Regarding firm ownership by sex, the SBO response allowed for sole proprietorships to be equally owned by a man and a woman (usually married couples) while tax records can only consider the sex of the person that appears as the owner of the sole proprietorship on the 1040 tax Form. Consequently, the AR-based firm equally-owned category is expected to be, and is, lower than the SBO estimate. Note though that for a large share of nonemployer sole proprietors, the 2012 SBO already used AR for direct substitution of core demographics including sex. This resulted in lower 2012 SBO equally-owned estimates for nonemployer businesses than in the 2007 SBO.

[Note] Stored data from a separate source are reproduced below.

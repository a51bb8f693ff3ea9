//! Building blocks shared by every analysis result.

use serde::Serialize;

use crate::error::AnalysisError;

/// Result of an optional sub-test: either computed, or skipped with a reason.
///
/// A skipped sub-test is not an error; the containing analysis still
/// succeeds and reports the reason alongside its other outputs.
#[derive(Debug, Clone, PartialEq, Serialize)]
#[serde(tag = "status", content = "value", rename_all = "snake_case")]
pub enum Outcome<T> {
    Computed(T),
    Skipped { reason: SkipReason },
}

impl<T> Outcome<T> {
    pub(crate) fn skipped(reason: SkipReason) -> Self {
        Self::Skipped { reason }
    }

    /// Turns a sub-test's small-sample or zero-variance failure into a skip;
    /// any other error still fails the containing analysis.
    pub(crate) fn from_result(result: Result<T, AnalysisError>) -> Result<Self, AnalysisError> {
        match result {
            Ok(v) => Ok(Self::Computed(v)),
            Err(AnalysisError::InsufficientData {
                min_required,
                actual,
            }) => Ok(Self::skipped(SkipReason::InsufficientData {
                min_required,
                actual,
            })),
            Err(AnalysisError::DegenerateInput { .. }) => Ok(Self::skipped(SkipReason::ZeroVariance)),
            Err(e) => Err(e),
        }
    }

    /// Returns the computed value, if any.
    pub fn computed(&self) -> Option<&T> {
        match self {
            Self::Computed(v) => Some(v),
            Self::Skipped { .. } => None,
        }
    }

    /// Returns `true` if the sub-test ran.
    pub fn is_computed(&self) -> bool {
        matches!(self, Self::Computed(_))
    }
}

/// Why a sub-test was not computed.
#[derive(Debug, Clone, Copy, PartialEq, Eq, Serialize)]
#[serde(tag = "reason", rename_all = "snake_case")]
pub enum SkipReason {
    /// Fewer observations than the test requires.
    InsufficientData { min_required: usize, actual: usize },
    /// All observations are identical.
    ZeroVariance,
    /// More observations than the approximation supports.
    SampleTooLarge { max_supported: usize, actual: usize },
}

impl std::fmt::Display for SkipReason {
    fn fmt(&self, f: &mut std::fmt::Formatter<'_>) -> std::fmt::Result {
        match self {
            Self::InsufficientData {
                min_required,
                actual,
            } => write!(f, "not computed: needs {min_required} observations, got {actual}"),
            Self::ZeroVariance => write!(f, "not computed: zero variance"),
            Self::SampleTooLarge {
                max_supported,
                actual,
            } => write!(f, "not computed: supports at most {max_supported} observations, got {actual}"),
        }
    }
}

/// Human-readable verdict attached to a result.
#[derive(Debug, Clone, Copy, PartialEq, Eq, Hash, Serialize)]
pub enum Interpretation {
    Normal,
    NotNormal,
    EqualVariances,
    UnequalVariances,
    SignificantDifference,
    NoSignificantDifference,
    GroupsDiffer,
    NoGroupDifference,
    SignificantModel,
    NonSignificantModel,
    Capable,
    NotCapable,
    NoSpecification,
    InControl,
    OutOfControl,
}

impl std::fmt::Display for Interpretation {
    fn fmt(&self, f: &mut std::fmt::Formatter<'_>) -> std::fmt::Result {
        let label = match self {
            Self::Normal => "Normal",
            Self::NotNormal => "Not normal",
            Self::EqualVariances => "Equal variances",
            Self::UnequalVariances => "Unequal variances",
            Self::SignificantDifference => "Significant difference",
            Self::NoSignificantDifference => "No significant difference",
            Self::GroupsDiffer => "Difference between groups",
            Self::NoGroupDifference => "No difference between groups",
            Self::SignificantModel => "Significant model",
            Self::NonSignificantModel => "Model not significant",
            Self::Capable => "Process capable",
            Self::NotCapable => "Process not capable",
            Self::NoSpecification => "No specification limits",
            Self::InControl => "In statistical control",
            Self::OutOfControl => "Out of statistical control",
        };
        f.write_str(label)
    }
}
//! # sigma-insight
//!
//! Statistics engine for Lean Six Sigma process analysis.
//!
//! Every operation is a pure function over an in-memory [`DataFrame`]:
//! no I/O, no global state, identical inputs give identical outputs.
//! Results are typed, serde-serializable structs carrying the statistic,
//! its p-value where one applies, a derived flag and an [`Interpretation`].
//! Sub-tests that cannot run on the given sample are reported as
//! [`Outcome::Skipped`] rather than failing the whole call.
//!
//! ## Modules
//!
//! - [`dataframe`]: Column-major tabular data (Numeric, Categorical, Datetime) with missing values
//! - [`csv_parser`]: CSV parsing with type inference
//! - [`config`]: Significance level and decision thresholds
//! - [`descriptive`]: Count, mean, spread, quartiles, missing share, CV
//! - [`outliers`]: IQR fences and z-scores
//! - [`normality`]: Shapiro–Wilk and Anderson–Darling
//! - [`hypothesis`]: Levene, two-sample t-test, one-way ANOVA with Tukey HSD
//! - [`correlation`]: Pearson, Spearman and Kendall matrices with p-values
//! - [`regression`]: OLS with R², F test, coefficient table, residual diagnostics
//! - [`capability`]: Cp, Cpk, Cpm and PPM defect rates
//! - [`control`]: Individuals control chart limits
//! - [`pareto`]: Pareto ranking and the vital few
//! - [`engine`]: Tagged request/result types and the [`analyze`] dispatcher
//! - [`special`]: Distribution functions used by the tests
//! - [`error`]: Error types
//!
//! ## Quick Start
//!
//! ```
//! use sigma_insight::config::AnalysisConfig;
//! use sigma_insight::csv_parser::CsvParser;
//! use sigma_insight::capability::{process_capability, SpecLimits};
//!
//! let csv = "part,bore\n1,25.01\n2,24.98\n3,25.02\n4,24.99\n5,25.00\n6,25.01\n";
//! let df = CsvParser::new().parse_str(csv).unwrap();
//! let bore = df.require_numeric("bore").unwrap().valid_numeric_values().unwrap();
//!
//! let spec = SpecLimits::two_sided(24.9, 25.1).with_target(25.0);
//! let report = process_capability(&bore, &spec, &AnalysisConfig::default()).unwrap();
//!
//! let indices = report.indices.unwrap();
//! assert!(indices.cpk <= indices.cp.unwrap());
//! assert!(report.small_sample);
//! ```

pub mod capability;
pub mod config;
pub mod control;
pub mod correlation;
pub mod csv_parser;
pub mod dataframe;
pub mod descriptive;
pub mod engine;
pub mod error;
pub mod hypothesis;
pub mod normality;
pub mod outcome;
pub mod outliers;
pub mod pareto;
pub mod regression;
pub mod special;

pub use config::AnalysisConfig;
pub use dataframe::DataFrame;
pub use engine::{analyze, AnalysisRequest, AnalysisResult};
pub use error::{AnalysisError, ErrorKind};
pub use outcome::{Interpretation, Outcome, SkipReason};
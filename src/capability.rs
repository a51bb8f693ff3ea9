//! Process capability indices against specification limits.
//!
//! Mean and sample standard deviation are always reported. Every other
//! block depends on which of `lsl`, `usl` and `target` were supplied:
//!
//! | Supplied | Block |
//! |----------|-------|
//! | `lsl` and `usl` | Cp, Cpu, Cpl, Cpk, PPM below/above/total |
//! | only one limit | the one-sided index (Cpu or Cpl) as Cpk, and its PPM tail |
//! | `target` | bias = mean − target |
//! | `target`, `lsl` and `usl` | Cpm |
//!
//! Cp, Cpu, Cpl and Cpk come from `u_analytics::capability::ProcessCapability`
//! with the sample standard deviation as σ. Defect rates assume a normal
//! process distribution.
//!
//! ```
//! use sigma_insight::capability::{process_capability, SpecLimits};
//! use sigma_insight::config::AnalysisConfig;
//!
//! let values = [9.0, 10.0, 11.0, 10.0, 9.0, 11.0, 10.0, 10.0];
//! let limits = SpecLimits::two_sided(7.0, 13.0);
//! let report = process_capability(&values, &limits, &AnalysisConfig::default()).unwrap();
//!
//! let indices = report.indices.unwrap();
//! assert!((indices.cp.unwrap() - 1.3229).abs() < 1e-4);
//! assert_eq!(indices.cp, Some(indices.cpk));
//! assert!(!indices.capable);
//! ```

use serde::{Deserialize, Serialize};
use tracing::{debug, warn};
use u_analytics::capability::ProcessCapability;

use crate::config::AnalysisConfig;
use crate::error::AnalysisError;
use crate::outcome::Interpretation;
use crate::special::{normal_cdf, normal_sf};

/// Specification limits and nominal target; each is optional.
#[derive(Debug, Clone, Copy, Default, PartialEq, Serialize, Deserialize)]
pub struct SpecLimits {
    pub lsl: Option<f64>,
    pub usl: Option<f64>,
    pub target: Option<f64>,
}

impl SpecLimits {
    /// Both limits, no target.
    pub fn two_sided(lsl: f64, usl: f64) -> Self {
        Self {
            lsl: Some(lsl),
            usl: Some(usl),
            target: None,
        }
    }

    /// Sets the nominal target.
    pub fn with_target(mut self, target: f64) -> Self {
        self.target = Some(target);
        self
    }

    fn validate(&self) -> Result<(), AnalysisError> {
        for (name, value) in [("lsl", self.lsl), ("usl", self.usl), ("target", self.target)] {
            if let Some(v) = value.filter(|v| !v.is_finite()) {
                return Err(AnalysisError::invalid_parameter(
                    name,
                    format!("must be finite, got {v}"),
                ));
            }
        }
        if let (Some(lsl), Some(usl)) = (self.lsl, self.usl) {
            if lsl >= usl {
                return Err(AnalysisError::invalid_parameter(
                    "lsl",
                    format!("must be below usl ({lsl} >= {usl})"),
                ));
            }
        }
        Ok(())
    }
}

/// Capability indices and normal-model defect rates.
#[derive(Debug, Clone, PartialEq, Serialize)]
pub struct CapabilityIndices {
    /// (usl − lsl) / 6σ; needs both limits.
    pub cp: Option<f64>,
    /// (usl − mean) / 3σ.
    pub cpu: Option<f64>,
    /// (mean − lsl) / 3σ.
    pub cpl: Option<f64>,
    /// min(Cpu, Cpl) over the limits supplied.
    pub cpk: f64,
    /// Expected parts per million below `lsl`.
    pub ppm_below: Option<f64>,
    /// Expected parts per million above `usl`.
    pub ppm_above: Option<f64>,
    pub ppm_total: f64,
    /// `cpk >= capable_cpk`.
    pub capable: bool,
}

/// Centering relative to the nominal target.
#[derive(Debug, Clone, PartialEq, Serialize)]
pub struct TargetMetrics {
    pub target: f64,
    /// mean − target.
    pub bias: f64,
    /// (usl − lsl) / (6·√(σ² + (mean − target)²)); needs both limits.
    pub cpm: Option<f64>,
}

/// Result of a capability study.
#[derive(Debug, Clone, PartialEq, Serialize)]
pub struct CapabilityReport {
    pub n: usize,
    pub mean: f64,
    /// Sample standard deviation (n − 1).
    pub std_dev: f64,
    pub limits: SpecLimits,
    /// Set when n is below the configured minimum sample size.
    pub small_sample: bool,
    /// Present when at least one limit was supplied.
    pub indices: Option<CapabilityIndices>,
    /// Present when a target was supplied.
    pub target: Option<TargetMetrics>,
    pub interpretation: Interpretation,
}

/// Computes capability statistics of `values` against `limits`.
///
/// A sample smaller than `config.capability_min_sample` is analysed but
/// flagged through [`CapabilityReport::small_sample`] and a warning.
///
/// # Errors
///
/// - [`AnalysisError::InsufficientData`] for fewer than 2 values.
/// - [`AnalysisError::InvalidParameter`] for non-finite inputs or `lsl >= usl`.
/// - [`AnalysisError::DegenerateInput`] when σ = 0 and a limit is supplied.
pub fn process_capability(
    values: &[f64],
    limits: &SpecLimits,
    config: &AnalysisConfig,
) -> Result<CapabilityReport, AnalysisError> {
    limits.validate()?;
    if let Some(bad) = values.iter().find(|v| !v.is_finite()) {
        return Err(AnalysisError::invalid_parameter(
            "values",
            format!("must be finite, found {bad}"),
        ));
    }
    let n = values.len();
    let (Some(mean), Some(std_dev)) = (
        u_numflow::stats::mean(values),
        u_numflow::stats::std_dev(values),
    ) else {
        return Err(AnalysisError::InsufficientData {
            min_required: 2,
            actual: n,
        });
    };

    let small_sample = n < config.capability_min_sample;
    if small_sample {
        warn!(
            n,
            min = config.capability_min_sample,
            "capability estimates from a small sample are unreliable"
        );
    }
    debug!(n, mean, std_dev, "process capability");

    let has_limits = limits.lsl.is_some() || limits.usl.is_some();
    if has_limits && std_dev == 0.0 {
        return Err(AnalysisError::degenerate(
            "zero standard deviation; capability indices are undefined",
        ));
    }

    let indices = if has_limits {
        let process = ProcessCapability::new(limits.usl, limits.lsl)
            .map_err(|reason| AnalysisError::invalid_parameter("limits", reason))?;
        let short_term = process
            .compute(values, std_dev)
            .ok_or_else(|| AnalysisError::degenerate("capability indices undefined for these values"))?;
        let cpk = short_term.cpk.unwrap_or(f64::NAN);
        let ppm_below = limits
            .lsl
            .map(|lsl| normal_cdf((lsl - mean) / std_dev) * 1e6);
        let ppm_above = limits
            .usl
            .map(|usl| normal_sf((usl - mean) / std_dev) * 1e6);
        Some(CapabilityIndices {
            cp: short_term.cp,
            cpu: short_term.cpu,
            cpl: short_term.cpl,
            cpk,
            ppm_below,
            ppm_above,
            ppm_total: ppm_below.unwrap_or(0.0) + ppm_above.unwrap_or(0.0),
            capable: cpk >= config.capable_cpk,
        })
    } else {
        None
    };

    // Cpm uses σ² + bias² rather than the spread about the target.
    let target = limits.target.map(|target| {
        let bias = mean - target;
        let cpm = limits
            .lsl
            .zip(limits.usl)
            .map(|(lsl, usl)| (usl - lsl) / (6.0 * (std_dev * std_dev + bias * bias).sqrt()));
        TargetMetrics { target, bias, cpm }
    });

    let interpretation = match &indices {
        Some(ix) if ix.capable => Interpretation::Capable,
        Some(_) => Interpretation::NotCapable,
        None => Interpretation::NoSpecification,
    };

    Ok(CapabilityReport {
        n,
        mean,
        std_dev,
        limits: *limits,
        small_sample,
        indices,
        target,
        interpretation,
    })
}

#[cfg(test)]
mod tests {
    use super::*;
    use crate::special::normal_quantile;
    use proptest::prelude::*;

    const CENTERED: [f64; 8] = [9.0, 10.0, 11.0, 10.0, 9.0, 11.0, 10.0, 10.0];

    fn config() -> AnalysisConfig {
        AnalysisConfig::default()
    }

    /// Normal scores rescaled to an exact sample mean and standard deviation.
    fn normal_sample(n: usize, mean: f64, sd: f64) -> Vec<f64> {
        let z: Vec<f64> = (1..=n)
            .map(|i| normal_quantile((i as f64 - 0.5) / n as f64))
            .collect();
        let s = u_numflow::stats::std_dev(&z).unwrap();
        let m = u_numflow::stats::mean(&z).unwrap();
        z.iter().map(|v| mean + (v - m) / s * sd).collect()
    }

    #[test]
    fn centered_process_indices() {
        let report = process_capability(&CENTERED, &SpecLimits::two_sided(7.0, 13.0), &config()).unwrap();
        let sd = (4.0f64 / 7.0).sqrt();
        assert_eq!(report.n, 8);
        assert_eq!(report.mean, 10.0);
        assert!((report.std_dev - sd).abs() < 1e-12);
        assert!(report.small_sample);

        let ix = report.indices.unwrap();
        assert!((ix.cp.unwrap() - 1.0 / sd).abs() < 1e-12);
        assert!((ix.cpu.unwrap() - ix.cpl.unwrap()).abs() < 1e-12);
        assert_eq!(ix.cpk, ix.cpu.unwrap());
        let tail = normal_cdf(-3.0 / sd) * 1e6;
        assert!((ix.ppm_below.unwrap() - tail).abs() < 1e-6);
        assert!((ix.ppm_above.unwrap() - tail).abs() < 1e-6);
        assert!((ix.ppm_total - 2.0 * tail).abs() < 1e-6);
        assert!(!ix.capable);
        assert_eq!(report.interpretation, Interpretation::NotCapable);
        assert!(report.target.is_none());
    }

    #[test]
    fn reference_process_cp() {
        let values = normal_sample(200, 15.0, 1.0);
        let report = process_capability(&values, &SpecLimits::two_sided(10.0, 20.0), &config()).unwrap();
        let ix = report.indices.unwrap();
        assert!((ix.cp.unwrap() - 1.667).abs() < 0.05);
        assert!(ix.cpk <= ix.cp.unwrap() + 1e-12);
        assert!(ix.capable);
        assert!(!report.small_sample);
        assert_eq!(report.interpretation, Interpretation::Capable);
    }

    #[test]
    fn off_center_process() {
        let shifted: Vec<f64> = CENTERED.iter().map(|v| v + 1.0).collect();
        let report = process_capability(&shifted, &SpecLimits::two_sided(7.0, 13.0), &config()).unwrap();
        let ix = report.indices.unwrap();
        assert!(ix.cpu.unwrap() < ix.cpl.unwrap());
        assert_eq!(ix.cpk, ix.cpu.unwrap());
        assert!(ix.ppm_above.unwrap() > ix.ppm_below.unwrap());
    }

    #[test]
    fn target_block() {
        let limits = SpecLimits::two_sided(7.0, 13.0).with_target(11.0);
        let report = process_capability(&CENTERED, &limits, &config()).unwrap();
        let t = report.target.unwrap();
        assert_eq!(t.bias, -1.0);
        let expected = 6.0 / (6.0 * (4.0f64 / 7.0 + 1.0).sqrt());
        assert!((t.cpm.unwrap() - expected).abs() < 1e-12);

        let on_target = process_capability(&CENTERED, &SpecLimits::two_sided(7.0, 13.0).with_target(10.0), &config())
            .unwrap();
        let cp = on_target.indices.as_ref().unwrap().cp.unwrap();
        assert!((on_target.target.unwrap().cpm.unwrap() - cp).abs() < 1e-12);
    }

    #[test]
    fn target_without_limits_reports_bias_only() {
        let limits = SpecLimits {
            target: Some(9.5),
            ..SpecLimits::default()
        };
        let report = process_capability(&CENTERED, &limits, &config()).unwrap();
        assert!(report.indices.is_none());
        let t = report.target.unwrap();
        assert_eq!(t.bias, 0.5);
        assert!(t.cpm.is_none());
        assert_eq!(report.interpretation, Interpretation::NoSpecification);
    }

    #[test]
    fn one_sided_upper_limit() {
        let limits = SpecLimits {
            usl: Some(13.0),
            ..SpecLimits::default()
        };
        let ix = process_capability(&CENTERED, &limits, &config())
            .unwrap()
            .indices
            .unwrap();
        assert!(ix.cp.is_none());
        assert!(ix.cpl.is_none());
        assert_eq!(Some(ix.cpk), ix.cpu);
        assert!(ix.ppm_below.is_none());
        assert_eq!(Some(ix.ppm_total), ix.ppm_above);
    }

    #[test]
    fn no_limits_reports_moments() {
        let report = process_capability(&CENTERED, &SpecLimits::default(), &config()).unwrap();
        assert_eq!(report.mean, 10.0);
        assert!(report.indices.is_none());
        assert!(report.target.is_none());

        let flat = process_capability(&[4.0; 5], &SpecLimits::default(), &config()).unwrap();
        assert_eq!(flat.std_dev, 0.0);
    }

    #[test]
    fn preconditions() {
        assert_eq!(
            process_capability(&[1.0], &SpecLimits::default(), &config()).unwrap_err(),
            AnalysisError::InsufficientData {
                min_required: 2,
                actual: 1
            }
        );
        assert!(matches!(
            process_capability(&CENTERED, &SpecLimits::two_sided(13.0, 7.0), &config()),
            Err(AnalysisError::InvalidParameter { .. })
        ));
        assert!(matches!(
            process_capability(&[5.0; 10], &SpecLimits::two_sided(1.0, 9.0), &config()),
            Err(AnalysisError::DegenerateInput { .. })
        ));
        assert!(matches!(
            process_capability(&CENTERED, &SpecLimits::two_sided(f64::NAN, 9.0), &config()),
            Err(AnalysisError::InvalidParameter { .. })
        ));
    }

    #[test]
    fn configurable_capability_threshold() {
        let lenient = config().with_capable_cpk(1.0);
        let report = process_capability(&CENTERED, &SpecLimits::two_sided(7.0, 13.0), &lenient).unwrap();
        assert!(report.indices.unwrap().capable);
    }

    proptest! {
        #[test]
        fn cpk_never_exceeds_cp(
            values in prop::collection::vec(-100.0..100.0f64, 2..60),
            lsl in -150.0..0.0f64,
            width in 1.0..300.0f64,
        ) {
            let limits = SpecLimits::two_sided(lsl, lsl + width);
            match process_capability(&values, &limits, &AnalysisConfig::default()) {
                Ok(report) => {
                    let ix = report.indices.unwrap();
                    prop_assert!(ix.cpk <= ix.cp.unwrap() + 1e-9);
                    prop_assert!(ix.ppm_total >= 0.0 && ix.ppm_total <= 2e6);
                }
                Err(e) => prop_assert!(
                    matches!(e, AnalysisError::DegenerateInput { .. }),
                    "unexpected error {:?}",
                    e
                ),
            }
        }
    }
}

Regarding firm ownership by veteran status, the concept of veteran captured by the SBO/ABS is broader than VA’s (official) definition of a veteran. Specifically, VA’s veteran definition does not include some military personnel such as individuals who are currently on active military duty and individuals serving in the National Guard/Reserve Component who never served on active duty in the past. In addition, some older and healthier veterans are less well represented in VA’s data. For these reasons, AR-based estimates are expected to be, and are, lower than SBO estimates.